On my website, I encourage everyone to host their pictures on it.  I only had one guy who insisted on using photobucket, he thought is was better. When photobucket pulled the plug and we lost all his linked photos, I gave him a choice, go back and edit his posts and host them on my site or I would delete all his posts.  He spent several days editing posts.

It may surprise people, but it takes a LOT of disk storage space to store photos (2 - 5 megabytes (MB) each) or videos.  Take a normal, 1-1/2 hour movie:  as an old VCR tape it wold be about 900 MB.  Same movie as an HD would be about 3 Gigabytes (GB) and bump that up to 4K resolution and it jumps to a little less than 6GB PER MOVIE!  Those car videos that MUSBJIM and I do?  About 1.5 GB each.  (I know this because for 15 years, disk storage was my life).

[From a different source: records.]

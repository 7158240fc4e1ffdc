//! Per-indexer circuit breaker.
//!
//! Three states: `Closed` (calls allowed), `Open` (calls refused until the
//! recovery timeout elapses since the trip), `HalfOpen` (the next call is a
//! probe). Time is passed in by the caller so tests control the clock.

use chrono::{DateTime, Duration, Utc};

/// Breaker state machine position.
#[derive(Debug, Clone, Copy, PartialEq, Eq)]
pub enum BreakerState {
    Closed,
    Open,
    HalfOpen,
}

/// Tuning for one breaker.
#[derive(Debug, Clone, Copy)]
pub struct BreakerConfig {
    /// Consecutive failures before `Closed` trips to `Open`.
    pub failure_threshold: u32,
    /// Wait after a trip before a half-open probe is allowed.
    pub recovery_timeout: Duration,
}

impl Default for BreakerConfig {
    fn default() -> Self {
        Self {
            failure_threshold: 5,
            recovery_timeout: Duration::seconds(60),
        }
    }
}

#[derive(Debug, Clone)]
pub struct CircuitBreaker {
    config: BreakerConfig,
    state: BreakerState,
    consecutive_failures: u32,
    last_failure_at: Option<DateTime<Utc>>,
}

impl CircuitBreaker {
    pub fn new(config: BreakerConfig) -> Self {
        Self {
            config,
            state: BreakerState::Closed,
            consecutive_failures: 0,
            last_failure_at: None,
        }
    }

    /// Rebuild breaker position from a persisted consecutive-failure count
    /// (used after a restart, from recent health samples).
    pub fn restore(config: BreakerConfig, consecutive_failures: u32) -> Self {
        let state = if consecutive_failures >= config.failure_threshold {
            BreakerState::Open
        } else {
            BreakerState::Closed
        };
        Self {
            config,
            state,
            consecutive_failures,
            last_failure_at: (consecutive_failures > 0).then(Utc::now),
        }
    }

    pub fn state(&self) -> BreakerState {
        self.state
    }

    pub fn consecutive_failures(&self) -> u32 {
        self.consecutive_failures
    }

    /// Whether a call may proceed right now. Moves `Open` to `HalfOpen`
    /// once the recovery timeout has elapsed.
    pub fn allows_request(&mut self, now: DateTime<Utc>) -> bool {
        match self.state {
            BreakerState::Closed | BreakerState::HalfOpen => true,
            BreakerState::Open => {
                let elapsed = self
                    .last_failure_at
                    .map(|at| now - at >= self.config.recovery_timeout)
                    .unwrap_or(true);
                if elapsed {
                    self.state = BreakerState::HalfOpen;
                    true
                } else {
                    false
                }
            }
        }
    }

    pub fn record_success(&mut self) {
        self.state = BreakerState::Closed;
        self.consecutive_failures = 0;
        self.last_failure_at = None;
    }

    pub fn record_failure(&mut self, now: DateTime<Utc>) {
        self.consecutive_failures += 1;
        self.last_failure_at = Some(now);
        match self.state {
            // A half-open probe failure re-opens immediately.
            BreakerState::HalfOpen => self.state = BreakerState::Open,
            BreakerState::Closed | BreakerState::Open => {
                if self.consecutive_failures >= self.config.failure_threshold {
                    self.state = BreakerState::Open;
                }
            }
        }
    }

    /// Operator/recovery reset back to `Closed`.
    pub fn reset(&mut self) {
        self.record_success();
    }
}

Multiply that by lots of users posting photos and video and you can see that the storage requirements are enormous and expensive.  Even with the cost of storage plummeting over the years as more data is crammed onto the same physical platters, it's still expensive.  Youtube, as just one example, is adding the equivalent in storage of an average University library every day (1 terabyte or 1000 gigabytes).  20 years ago, that would have been around $1 million bucks, but today it's more like $500 bucks.  That's how much storage costs have plummeted.

If you can leave the media where-ever it is stored and just serve it up from there on another site with just a link, it helps sites like this a LOT in saved resources.  That's how we link Youtube videos on here so the SOC server doesn't have to have tons more storage.  Still, at the current rate of storage usage by social media and everything else, it's a wonderful time to be in the storage business.

Last edited by Gordon Nichols

Facebook has a similar setting.  If you load a video (any size) at 720P or higher, they bump it down to half that and store that.  Same for a lot of higher res photos.  That's why a lot of stuff on FB looks fuzzy.  I would imagine other sites do similar compression to save space.  It's kind of like MP3 for audio - It's not as good sounding as full bandwidth audio, but if you're playing it on your ear buds or from an Alexa Echo you'll never notice a difference.  You just want to be able to sing along with it.